NOTA
TÉCNICA
N.
001-DRFGNA, de 01 de março de 2017
Processo : 201700004010278
Interessado : Delegacia Estadual de Repressão a
Crimes Contra a Ordem Tributária – DOT.
EMENTA : MERCADORIA ESTOCADA OU EXPOSTA À VENDA EM ESTABELECIMENTO SEM CADASTRO
PERANTE A FAZENDA PÚBLICA ESTADUAL. 1.
Omissão de obrigação tributária acessória com repercussão penal própria que
independe da apuração de possível redução/supressão de tributo. 2. Em tal situação o ICMS lançado de
ofício pela autoridade tributária é aferido por presunção/arbitramento, cujo
fato gerador é fruto de ficção jurídica, que apesar de autorizado pela lei
tributária não possui equivalente penal nos tipos materiais previstos no art.

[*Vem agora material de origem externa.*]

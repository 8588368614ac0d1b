//! # Logging Setup
//!
//! ## Overview
//!
//! Structured logging via `tracing`. The engine itself only emits spans
//! and events; this module is how a host process turns them into output.
//! Initialization is explicitly opt-in so embedders that already run a
//! `tracing` subscriber keep full control.
//!
//! The output format defaults to human-readable trees in debug builds
//! and JSON lines in release builds. `RUST_LOG` always wins over the
//! configured level when it is set.
//!
//! ## Usage
//!
//! ```ignore
//! use core_runtime::logging::{init_logging, LogFormat, LoggingConfig};
//!
//! let config = LoggingConfig::default()
//!     .with_format(LogFormat::Compact)
//!     .with_level(tracing::Level::DEBUG);
//! init_logging(&config)?;
//! ```

use crate::error::{Error, Result};
use tracing::Level;
use tracing_subscriber::{fmt, layer::SubscriberExt, util::SubscriberInitExt, EnvFilter};

// ============================================================================
// Configuration
// ============================================================================

/// Output format for log events.
#[derive(Debug, Clone, Copy, PartialEq, Eq)]
pub enum LogFormat {
    /// Multi-line human-readable output with span trees.
    Pretty,
    /// One JSON object per line, for ingestion pipelines.
    Json,
    /// Single-line human-readable output.
    Compact,
}

impl Default for LogFormat {
    fn default() -> Self {
        if cfg!(debug_assertions) {
            LogFormat::Pretty
        } else {
            LogFormat::Json
        }
    }
}

/// Logging configuration consumed by [`init_logging`].
#[derive(Debug, Clone)]
pub struct LoggingConfig {
    /// Output format.
    pub format: LogFormat,
    /// Maximum level emitted when no filter overrides it.
    pub level: Level,
    /// Explicit filter directives, e.g. `"core_sync=trace,reqwest=warn"`.
    /// Takes precedence over `level`; `RUST_LOG` takes precedence over both.
    pub filter: Option<String>,
    /// Whether to include the event's module target.
    pub display_target: bool,
    /// Whether to include thread ids and names.
    pub display_thread_info: bool,
}

impl Default for LoggingConfig {
    fn default() -> Self {
        Self {
            format: LogFormat::default(),
            level: Level::INFO,
            filter: None,
            display_target: true,
            display_thread_info: false,
        }
    }
}

impl LoggingConfig {
    pub fn with_format(mut self, format: LogFormat) -> Self {
        self.format = format;
        self
    }

    pub fn with_level(mut self, level: Level) -> Self {
        self.level = level;
        self
    }

    pub fn with_filter(mut self, filter: impl Into<String>) -> Self {
        self.filter = Some(filter.into());
        self
    }

    pub fn with_target(mut self, display: bool) -> Self {
        self.display_target = display;
        self
    }

    pub fn with_thread_info(mut self, display: bool) -> Self {
        self.display_thread_info = display;
        self
    }
}

// ============================================================================
// Initialization
// ============================================================================

/// Installs the global `tracing` subscriber described by `config`.
///
/// Call at most once per process, before the engine starts.
///
/// # Errors
///
/// Returns [`Error::Config`] when the filter directives fail to parse
/// and [`Error::Internal`] when a global subscriber is already set.
pub fn init_logging(config: &LoggingConfig) -> Result<()> {
    let env_filter = build_filter(config)?;
    let registry = tracing_subscriber::registry().with(env_filter);

    let result = match config.format {
        LogFormat::Pretty => registry
            .with(
                fmt::layer()
                    .pretty()
                    .with_target(config.display_target)
                    .with_thread_ids(config.display_thread_info)
                    .with_thread_names(config.display_thread_info),
            )
            .try_init(),
        LogFormat::Json => registry
            .with(
                fmt::layer()
                    .json()
                    .with_target(config.display_target)
                    .with_thread_ids(config.display_thread_info)
                    .with_thread_names(config.display_thread_info),
            )
            .try_init(),
        LogFormat::Compact => registry
            .with(
                fmt::layer()
                    .compact()
                    .with_target(config.display_target)
                    .with_thread_ids(config.display_thread_info)
                    .with_thread_names(config.display_thread_info),
            )
            .try_init(),
    };

    result.map_err(|e| Error::Internal(format!("failed to initialize logging: {e}")))
}

/// Resolves the effective filter: `RUST_LOG`, then the configured
/// directives, then the plain level.
fn build_filter(config: &LoggingConfig) -> Result<EnvFilter> {
    if let Ok(filter) = EnvFilter::try_from_default_env() {
        return Ok(filter);
    }
    configured_filter(config)
}

fn configured_filter(config: &LoggingConfig) -> Result<EnvFilter> {
    match &config.filter {
        Some(directives) => EnvFilter::try_new(directives)
            .map_err(|e| Error::Config(format!("invalid log filter '{directives}': {e}"))),
        None => Ok(EnvFilter::new(config.level.to_string())),
    }
}
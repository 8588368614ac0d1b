//! # Sync Error Types

use core_journal::JournalError;
use thiserror::Error;

/// Errors produced by the sync engine.
#[derive(Debug, Error)]
pub enum SyncError {
    /// Network or HTTP failure that survived the retry policy.
    #[error("Transport error: {0}")]
    Transport(String),

    /// Sync was attempted while disabled in settings.
    #[error("Sync is not enabled")]
    NotEnabled,

    /// A download found no backup object on the remote store.
    #[error("No backup found on the remote store")]
    NoBackupFound,

    /// Another sync cycle currently holds the in-progress gate.
    #[error("A sync is already in progress")]
    SyncInProgress,

    /// Merging a conflict, or persisting/re-uploading the merge, failed.
    #[error("Conflict resolution failed: {0}")]
    ConflictResolution(String),

    /// The local vault rejected a read or write.
    #[error(transparent)]
    Vault(#[from] JournalError),

    /// Unexpected internal failure.
    #[error("Internal sync error: {0}")]
    Internal(String),
}

/// Convenience result alias for sync operations.
pub type Result<T> = std::result::Result<T, SyncError>;
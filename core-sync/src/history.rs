//! # Sync History
//!
//! Bounded audit log of sync attempts. Every completed cycle, successful
//! or not, appends one immutable [`SyncRecord`]; the log keeps the most
//! recent [`HISTORY_LIMIT`] entries and silently drops the oldest beyond
//! that.

use chrono::{DateTime, Utc};
use core_journal::RecordKind;
use serde::{Deserialize, Serialize};
use std::collections::VecDeque;
use std::fmt;
use uuid::Uuid;

/// Maximum number of history entries retained.
pub const HISTORY_LIMIT: usize = 50;

// ============================================================================
// Record Types
// ============================================================================

/// What initiated a sync attempt.
#[derive(Debug, Clone, Copy, PartialEq, Eq, Serialize, Deserialize)]
#[serde(rename_all = "lowercase")]
pub enum SyncTrigger {
    Manual,
    Auto,
}

impl SyncTrigger {
    pub fn as_str(&self) -> &'static str {
        match self {
            SyncTrigger::Manual => "manual",
            SyncTrigger::Auto => "auto",
        }
    }
}

impl fmt::Display for SyncTrigger {
    fn fmt(&self, f: &mut fmt::Formatter<'_>) -> fmt::Result {
        write!(f, "{}", self.as_str())
    }
}

/// Outcome of a sync attempt.
#[derive(Debug, Clone, Copy, PartialEq, Eq, Serialize, Deserialize)]
#[serde(rename_all = "lowercase")]
pub enum SyncStatus {
    Success,
    Failed,
}

impl SyncStatus {
    pub fn as_str(&self) -> &'static str {
        match self {
            SyncStatus::Success => "success",
            SyncStatus::Failed => "failed",
        }
    }
}

impl fmt::Display for SyncStatus {
    fn fmt(&self, f: &mut fmt::Formatter<'_>) -> fmt::Result {
        write!(f, "{}", self.as_str())
    }
}

/// One audit entry describing a finished sync attempt.
#[derive(Debug, Clone, PartialEq, Eq, Serialize, Deserialize)]
#[serde(rename_all = "camelCase")]
pub struct SyncRecord {
    /// Unique id of this attempt.
    pub id: Uuid,

    /// When the attempt finished.
    pub timestamp: DateTime<Utc>,

    /// What initiated the attempt.
    pub trigger: SyncTrigger,

    /// Outcome.
    pub status: SyncStatus,

    /// Human-readable outcome summary, or the error message on failure.
    pub message: String,

    /// Record kinds touched by the attempt. Empty for failures and
    /// no-change cycles.
    pub data_types: Vec<RecordKind>,

    /// Wall-clock duration of the attempt.
    #[serde(skip_serializing_if = "Option::is_none")]
    pub duration_ms: Option<u64>,
}

impl SyncRecord {
    /// Builds a success record stamped with the current time.
    pub fn success(
        trigger: SyncTrigger,
        message: impl Into<String>,
        data_types: Vec<RecordKind>,
        duration_ms: u64,
    ) -> Self {
        Self {
            id: Uuid::new_v4(),
            timestamp: Utc::now(),
            trigger,
            status: SyncStatus::Success,
            message: message.into(),
            data_types,
            duration_ms: Some(duration_ms),
        }
    }

    /// Builds a failure record stamped with the current time.
    pub fn failure(trigger: SyncTrigger, message: impl Into<String>, duration_ms: u64) -> Self {
        Self {
            id: Uuid::new_v4(),
            timestamp: Utc::now(),
            trigger,
            status: SyncStatus::Failed,
            message: message.into(),
            data_types: Vec::new(),
            duration_ms: Some(duration_ms),
        }
    }

    /// Whether the attempt succeeded.
    pub fn is_success(&self) -> bool {
        self.status == SyncStatus::Success
    }
}

// ============================================================================
// History Log
// ============================================================================

/// Bounded, most-recent-first log of [`SyncRecord`]s.
#[derive(Debug, Default)]
pub struct SyncHistory {
    records: VecDeque<SyncRecord>,
}

impl SyncHistory {
    pub fn new() -> Self {
        Self {
            records: VecDeque::with_capacity(HISTORY_LIMIT),
        }
    }

    /// Appends a record as the most recent entry, dropping the oldest
    /// once the log exceeds [`HISTORY_LIMIT`].
    pub fn push(&mut self, record: SyncRecord) {
        self.records.push_front(record);
        while self.records.len() > HISTORY_LIMIT {
            self.records.pop_back();
        }
    }

    /// All retained records, most recent first.
    pub fn records(&self) -> Vec<SyncRecord> {
        self.records.iter().cloned().collect()
    }

    /// The most recent record, if any.
    pub fn latest(&self) -> Option<&SyncRecord> {
        self.records.front()
    }

    pub fn len(&self) -> usize {
        self.records.len()
    }

    pub fn is_empty(&self) -> bool {
        self.records.is_empty()
    }
}

#[cfg(test)]
mod tests {
    use super::*;

    fn record_with_message(message: &str) -> SyncRecord {
        SyncRecord::success(SyncTrigger::Auto, message, vec![RecordKind::Tasks], 10)
    }

    #[test]
    fn test_history_is_most_recent_first() {
        let mut history = SyncHistory::new();
        history.push(record_with_message("first"));
        history.push(record_with_message("second"));
        history.push(record_with_message("third"));

        let records = history.records();
        assert_eq!(records[0].message, "third");
        assert_eq!(records[2].message, "first");
        assert_eq!(history.latest().unwrap().message, "third");
    }

    #[test]
    fn test_history_caps_at_limit_dropping_oldest() {
        let mut history = SyncHistory::new();
        for i in 0..HISTORY_LIMIT {
            history.push(record_with_message(&format!("entry {i}")));
        }
        assert_eq!(history.len(), HISTORY_LIMIT);

        history.push(record_with_message("one past the cap"));
        assert_eq!(history.len(), HISTORY_LIMIT);

        let records = history.records();
        assert_eq!(records[0].message, "one past the cap");
        // "entry 0" was the oldest and must be gone.
        assert!(records.iter().all(|r| r.message != "entry 0"));
        assert_eq!(records[HISTORY_LIMIT - 1].message, "entry 1");
    }

    #[test]
    fn test_success_and_failure_constructors() {
        let ok = SyncRecord::success(
            SyncTrigger::Manual,
            "uploaded snapshot",
            vec![RecordKind::Tasks, RecordKind::Goals],
            420,
        );
        assert!(ok.is_success());
        assert_eq!(ok.duration_ms, Some(420));
        assert_eq!(ok.data_types.len(), 2);

        let failed = SyncRecord::failure(SyncTrigger::Auto, "server unreachable", 84);
        assert!(!failed.is_success());
        assert!(failed.data_types.is_empty());
        assert_ne!(ok.id, failed.id);
    }

    #[test]
    fn test_record_serialization_shape() {
        let record = SyncRecord::success(SyncTrigger::Auto, "done", vec![RecordKind::Habits], 5);
        let value = serde_json::to_value(&record).unwrap();

        assert_eq!(value["trigger"], "auto");
        assert_eq!(value["status"], "success");
        assert_eq!(value["dataTypes"][0], "habits");
        assert_eq!(value["durationMs"], 5);
    }
}
//! # Sync Orchestrator
//!
//! ## Overview
//!
//! Top-level sync engine. Sequences full sync cycles against the remote
//! store, enforces single-flight execution through [`SyncGate`], manages
//! the periodic scheduler, and maintains the bounded history log.
//!
//! Three entry points exist:
//!
//! - [`SyncService::trigger_sync`] — explicit user action with a fixed
//!   direction. No conflict checking; errors propagate to the caller.
//! - [`SyncService::perform_auto_sync`] — the scheduled cycle. Compares
//!   both sides, detects and merges conflicts, and never surfaces an
//!   error: failures become history records.
//! - [`SyncService::perform_incremental_sync`] — uploads only when local
//!   records changed since the last sync, otherwise completes without
//!   touching the network.
//!
//! ## Usage
//!
//! ```ignore
//! use core_sync::service::{SyncDirection, SyncService};
//!
//! let service = SyncService::new(vault, remote, event_bus);
//! service.start_auto_sync().await?;
//!
//! let record = service.trigger_sync(SyncDirection::Upload, false).await?;
//! println!("{}: {}", record.status, record.message);
//! ```

use crate::conflict::{detect_conflict, resolve_conflict};
use crate::error::{Result, SyncError};
use crate::gate::SyncGate;
use crate::history::{SyncHistory, SyncRecord, SyncTrigger};
use crate::remote::RemoteStore;
use crate::scheduler::SyncScheduler;
use chrono::{DateTime, Utc};
use core_journal::{JournalError, JournalVault, RecordKind, Snapshot, SyncSettings};
use core_runtime::events::{CoreEvent, EventBus, SchedulerEvent, SyncEvent};
use serde::{Deserialize, Serialize};
use std::fmt;
use std::sync::Arc;
use std::time::Instant;
use tokio::sync::Mutex;
use tracing::{debug, info, instrument, warn};

/// How many times an automatic cycle re-reads local state and retries
/// after the vault rejects a write because of a concurrent local edit.
const LOCAL_WRITE_ATTEMPTS: u32 = 3;

// ============================================================================
// Public Types
// ============================================================================

/// Direction of a manual sync.
#[derive(Debug, Clone, Copy, PartialEq, Eq, Serialize, Deserialize)]
#[serde(rename_all = "lowercase")]
pub enum SyncDirection {
    Upload,
    Download,
}
//! # Runtime Error Types
//!
//! Errors raised while assembling and operating the runtime itself, as
//! opposed to domain errors from the journal or sync layers.

use thiserror::Error;

/// Errors produced by runtime configuration and service wiring.
#[derive(Debug, Error)]
pub enum Error {
    /// Configuration is incomplete or inconsistent.
    #[error("Configuration error: {0}")]
    Config(String),

    /// A required platform capability was not supplied.
    #[error("Missing capability '{capability}': {message}")]
    CapabilityMissing { capability: String, message: String },

    /// Unexpected internal failure.
    #[error("Internal error: {0}")]
    Internal(String),
}

/// Convenience result alias for runtime operations.
pub type Result<T> = std::result::Result<T, Error>;
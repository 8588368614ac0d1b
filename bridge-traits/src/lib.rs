//! # Host Bridge Traits
//!
//! Platform abstraction traits that must be implemented by each host platform.
//!
//! ## Overview
//!
//! This crate defines the transport contract between the sync engine and
//! platform-specific implementations. The engine core never talks to the
//! network directly; it builds [`HttpRequest`](http::HttpRequest) values and
//! hands them to whatever [`HttpClient`](http::HttpClient) the host injected.
//!
//! - [`HttpClient`](http::HttpClient) - single-attempt async HTTP transport
//!   (including the DAV verbs `PROPFIND`/`MKCOL`)
//! - [`RetryPolicy`](http::RetryPolicy) - the backoff schedule the remote
//!   store client applies uniformly on top of the transport
//!
//! ## Error Handling
//!
//! Implementations convert platform-specific failures into
//! [`BridgeError`](error::BridgeError): `Connection` and `Timeout` for
//! transport faults (the retryable class), `OperationFailed` for everything
//! else. Non-2xx statuses are responses, not errors.
//!
//! ## Thread Safety
//!
//! All bridge traits require `Send + Sync` bounds to support safe concurrent
//! usage across async tasks.

pub mod error;
pub mod http;

pub use error::BridgeError;
pub use http::{HttpClient, HttpMethod, HttpRequest, HttpResponse, RetryPolicy};
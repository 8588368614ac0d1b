//! # Desktop Bridge Implementations
//!
//! Default implementations of the bridge traits for desktop platforms
//! (macOS, Windows, Linux).
//!
//! ## Overview
//!
//! This crate provides production-ready implementations of the seams the
//! sync engine depends on:
//! - `HttpClient` using `reqwest`
//! - `JournalVault` as JSON documents under the app data directory,
//!   written atomically via `tokio::fs`
//!
//! ## Usage
//!
//! ```ignore
//! use bridge_desktop::{FileVault, ReqwestHttpClient};
//! use std::sync::Arc;
//!
//! #[tokio::main]
//! async fn main() {
//!     let http_client = Arc::new(ReqwestHttpClient::new());
//!     let vault = Arc::new(FileVault::new());
//!
//!     // Hand both to the core configuration.
//! }
//! ```

mod http;
mod vault;

pub use http::ReqwestHttpClient;
pub use vault::FileVault;
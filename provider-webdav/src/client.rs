//! WebDAV remote store implementation
//!
//! Implements the `RemoteStore` trait against any RFC 4918 server.

use async_trait::async_trait;
use bridge_traits::http::{HttpClient, HttpMethod, HttpRequest, HttpResponse, RetryPolicy};
use bytes::Bytes;
use chrono::{DateTime, NaiveDateTime, Utc};
use core_journal::{Credentials, Snapshot, SyncSettings};
use core_sync::RemoteStore;
use std::fmt;
use std::sync::Arc;
use std::time::Duration;
use tracing::{debug, info, instrument, warn};

use crate::error::{Result, WebDavError};
use crate::multistatus::{parse_multistatus, ResourceEntry};

/// Name prefix shared by every backup object
const BACKUP_PREFIX: &str = "daybook-backup-";

/// Suffix of every backup object
const BACKUP_SUFFIX: &str = ".json";

/// Timestamp layout embedded in backup object names
const BACKUP_TIMESTAMP_FORMAT: &str = "%Y%m%dT%H%M%SZ";

/// Per-request timeout handed to the transport
const REQUEST_TIMEOUT: Duration = Duration::from_secs(30);

/// Cap on response body text quoted in errors and logs
const ERROR_EXCERPT_LIMIT: usize = 200;

/// PROPFIND body asking for exactly the properties the listing needs
const PROPFIND_BODY: &str = r#"<?xml version="1.0" encoding="utf-8"?>
<d:propfind xmlns:d="DAV:">
  <d:prop>
    <d:displayname/>
    <d:getlastmodified/>
    <d:resourcetype/>
  </d:prop>
</d:propfind>"#;

// =============================================================================
// Configuration
// =============================================================================

/// Connection parameters for a WebDAV backup collection
///
/// The endpoint is normalized to a trailing-slash collection URL at
/// construction, so object URLs can be appended directly.
#[derive(Debug, Clone)]
pub struct WebDavConfig {
    endpoint: String,
    credentials: Credentials,
}
//! Demonstrates logging setup across the available output formats.
//!
//! Run with:
//!
//! ```sh
//! cargo run -p core-runtime --example logging_demo -- pretty
//! cargo run -p core-runtime --example logging_demo -- json
//! cargo run -p core-runtime --example logging_demo -- compact
//! ```

use core_runtime::logging::{init_logging, LogFormat, LoggingConfig};
use tracing::{debug, error, info, span, warn, Level};

fn main() {
    let format = match std::env::args().nth(1).as_deref() {
        Some("json") => LogFormat::Json,
        Some("compact") => LogFormat::Compact,
        Some("pretty") | None => LogFormat::Pretty,
        Some(other) => {
            eprintln!("unknown format '{other}', expected pretty | json | compact");
            std::process::exit(1);
        }
    };

    let config = LoggingConfig::default()
        .with_format(format)
        .with_level(Level::DEBUG);

    if let Err(e) = init_logging(&config) {
        eprintln!("failed to initialize logging: {e}");
        std::process::exit(1);
    }

    info!(?format, "logging initialized");

    // Emit the kind of output a sync cycle produces.
    let cycle = span!(Level::INFO, "sync_cycle", trigger = "manual");
    let _guard = cycle.enter();

    debug!(changed_kinds = 2, "local changes detected since last sync");
    info!(records = 17, "uploading snapshot");
    warn!(attempt = 2, delay_ms = 2000, status = 503, "retrying after server error");
    info!(duration_ms = 840, "sync completed");
    drop(_guard);

    error!(status = 401, "example of a terminal failure log line");
}
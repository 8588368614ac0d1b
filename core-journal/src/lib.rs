//! # Daybook Journal Model
//!
//! Data model for the Daybook journal: the typed record lists the sync engine
//! moves between the local device and the remote store, the sync settings
//! document, and the [`JournalVault`] contract against the host application's
//! persistence layer.
//!
//! The sync engine never touches storage more granularly than the four vault
//! operations (`read_all`, `write_all`, `read_settings`, `write_settings`).

pub mod error;
pub mod model;
pub mod settings;
pub mod snapshot;
pub mod vault;

pub use error::{JournalError, Result};
pub use model::{Record, RecordKind};
pub use settings::{Credentials, SyncFrequency, SyncSettings};
pub use snapshot::Snapshot;
pub use vault::{JournalVault, MemoryVault};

1º da Lei 8.137/90, à mingua da real ocorrência do fato gerador do tributo em
questão. 3. A persecução penal sobre
a falta de inscrição no cadastro de contribuintes do ICMS deve ser interpretada
conjuntamente com a existência de mercadorias no recinto do estabelecimento, com
o fim de caracterizar a omissão de declaração ao fisco sobre entradas de mercadorias
no mesmo 4. A satisfatória
declaração de entrada de mercadorias em estabelecimento comercial só pode ser
feita por meio de documento fiscal apropriado, especialmente direcionado à
inscrição fiscal do contribuinte adquirente; sem a qual a declaração da entrada
das mercadorias se torna omissa, possibilitando com isso a futura saída dessas
mercadorias com o mesmo vício da omissão. 5.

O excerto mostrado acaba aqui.